■ RECORDS SUPPLIED
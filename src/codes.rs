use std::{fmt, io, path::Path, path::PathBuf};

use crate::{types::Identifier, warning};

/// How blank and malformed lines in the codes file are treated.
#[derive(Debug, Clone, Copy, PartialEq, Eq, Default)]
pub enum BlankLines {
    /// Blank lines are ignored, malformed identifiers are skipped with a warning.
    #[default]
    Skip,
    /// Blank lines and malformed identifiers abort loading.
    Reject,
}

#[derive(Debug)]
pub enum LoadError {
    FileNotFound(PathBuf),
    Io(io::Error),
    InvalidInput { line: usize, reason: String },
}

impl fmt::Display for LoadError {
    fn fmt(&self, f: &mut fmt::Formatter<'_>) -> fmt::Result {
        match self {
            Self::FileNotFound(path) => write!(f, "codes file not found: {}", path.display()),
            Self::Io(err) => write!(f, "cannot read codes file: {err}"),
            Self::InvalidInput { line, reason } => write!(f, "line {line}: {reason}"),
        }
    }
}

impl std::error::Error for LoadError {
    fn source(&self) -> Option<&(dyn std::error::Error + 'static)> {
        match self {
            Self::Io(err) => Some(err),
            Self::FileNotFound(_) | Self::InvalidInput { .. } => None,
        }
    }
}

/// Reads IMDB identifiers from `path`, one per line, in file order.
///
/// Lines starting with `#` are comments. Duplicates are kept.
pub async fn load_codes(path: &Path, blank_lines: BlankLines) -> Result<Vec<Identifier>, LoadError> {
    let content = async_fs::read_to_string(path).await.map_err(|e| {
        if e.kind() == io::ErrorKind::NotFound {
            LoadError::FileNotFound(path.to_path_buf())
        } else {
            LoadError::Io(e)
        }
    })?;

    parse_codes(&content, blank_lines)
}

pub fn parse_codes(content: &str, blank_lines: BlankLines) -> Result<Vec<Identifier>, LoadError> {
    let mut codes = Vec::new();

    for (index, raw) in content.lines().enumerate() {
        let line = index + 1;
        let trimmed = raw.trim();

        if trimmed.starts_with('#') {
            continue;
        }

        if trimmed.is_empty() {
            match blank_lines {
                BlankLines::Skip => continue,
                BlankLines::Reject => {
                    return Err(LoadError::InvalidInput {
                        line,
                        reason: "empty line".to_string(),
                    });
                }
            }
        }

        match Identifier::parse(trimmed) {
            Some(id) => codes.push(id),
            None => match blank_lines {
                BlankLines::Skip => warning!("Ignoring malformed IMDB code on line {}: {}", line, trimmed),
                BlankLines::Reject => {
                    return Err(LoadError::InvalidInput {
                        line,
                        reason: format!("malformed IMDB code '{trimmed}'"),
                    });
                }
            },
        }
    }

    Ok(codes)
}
...
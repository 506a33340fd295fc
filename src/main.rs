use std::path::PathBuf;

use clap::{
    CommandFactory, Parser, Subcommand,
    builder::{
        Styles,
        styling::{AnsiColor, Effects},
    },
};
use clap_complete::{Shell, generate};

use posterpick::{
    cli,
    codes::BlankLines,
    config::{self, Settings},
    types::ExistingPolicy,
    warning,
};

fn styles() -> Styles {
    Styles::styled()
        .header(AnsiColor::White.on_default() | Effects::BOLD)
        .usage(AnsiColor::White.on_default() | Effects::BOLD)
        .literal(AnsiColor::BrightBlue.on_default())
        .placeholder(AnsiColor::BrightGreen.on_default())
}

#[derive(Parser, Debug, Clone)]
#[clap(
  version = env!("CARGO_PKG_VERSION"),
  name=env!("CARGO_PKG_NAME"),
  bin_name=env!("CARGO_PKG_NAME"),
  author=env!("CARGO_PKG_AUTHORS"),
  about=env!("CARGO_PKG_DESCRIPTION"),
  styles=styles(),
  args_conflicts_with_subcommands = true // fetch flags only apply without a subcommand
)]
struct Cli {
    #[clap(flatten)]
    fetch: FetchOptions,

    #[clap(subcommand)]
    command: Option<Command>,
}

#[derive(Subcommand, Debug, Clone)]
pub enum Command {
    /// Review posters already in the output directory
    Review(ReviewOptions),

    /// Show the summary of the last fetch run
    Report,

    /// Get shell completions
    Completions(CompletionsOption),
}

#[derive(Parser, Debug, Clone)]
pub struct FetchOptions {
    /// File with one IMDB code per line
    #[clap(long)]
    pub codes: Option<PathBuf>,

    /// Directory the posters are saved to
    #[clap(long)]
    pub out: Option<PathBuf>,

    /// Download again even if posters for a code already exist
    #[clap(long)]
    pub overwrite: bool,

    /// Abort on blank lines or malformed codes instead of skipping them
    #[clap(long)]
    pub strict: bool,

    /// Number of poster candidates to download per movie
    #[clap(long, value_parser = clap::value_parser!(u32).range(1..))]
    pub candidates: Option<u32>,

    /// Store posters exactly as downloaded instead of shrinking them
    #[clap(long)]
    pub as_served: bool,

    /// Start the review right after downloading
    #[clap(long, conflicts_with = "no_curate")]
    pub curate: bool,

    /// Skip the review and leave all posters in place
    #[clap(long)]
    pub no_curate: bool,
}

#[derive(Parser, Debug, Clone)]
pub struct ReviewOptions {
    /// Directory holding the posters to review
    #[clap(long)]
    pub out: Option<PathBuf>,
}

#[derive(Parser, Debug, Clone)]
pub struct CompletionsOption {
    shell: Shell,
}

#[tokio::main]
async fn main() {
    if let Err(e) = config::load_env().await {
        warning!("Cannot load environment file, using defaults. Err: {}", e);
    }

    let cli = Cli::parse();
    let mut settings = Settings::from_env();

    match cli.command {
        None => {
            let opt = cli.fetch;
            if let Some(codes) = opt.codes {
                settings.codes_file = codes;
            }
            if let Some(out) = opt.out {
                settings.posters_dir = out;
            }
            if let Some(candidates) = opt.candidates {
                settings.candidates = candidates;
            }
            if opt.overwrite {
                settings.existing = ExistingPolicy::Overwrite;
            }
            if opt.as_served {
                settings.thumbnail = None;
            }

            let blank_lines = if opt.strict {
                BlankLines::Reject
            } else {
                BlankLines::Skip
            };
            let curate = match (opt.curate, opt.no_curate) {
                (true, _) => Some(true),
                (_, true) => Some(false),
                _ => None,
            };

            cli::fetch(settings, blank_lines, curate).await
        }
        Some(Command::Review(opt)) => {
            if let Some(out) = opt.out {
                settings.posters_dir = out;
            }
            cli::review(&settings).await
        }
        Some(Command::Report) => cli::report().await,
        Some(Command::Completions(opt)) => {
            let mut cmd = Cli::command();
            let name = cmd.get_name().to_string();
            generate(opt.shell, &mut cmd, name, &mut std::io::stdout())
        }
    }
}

■ EXERCISE DIRECTIONS
Each line in the material with "None" in it must be reported.

■ FINAL ANSWER
            Self::FileNotFound(_) | Self::InvalidInput { .. } => None,
            None => match blank_lines {
        None => {
                settings.thumbnail = None;
                _ => None,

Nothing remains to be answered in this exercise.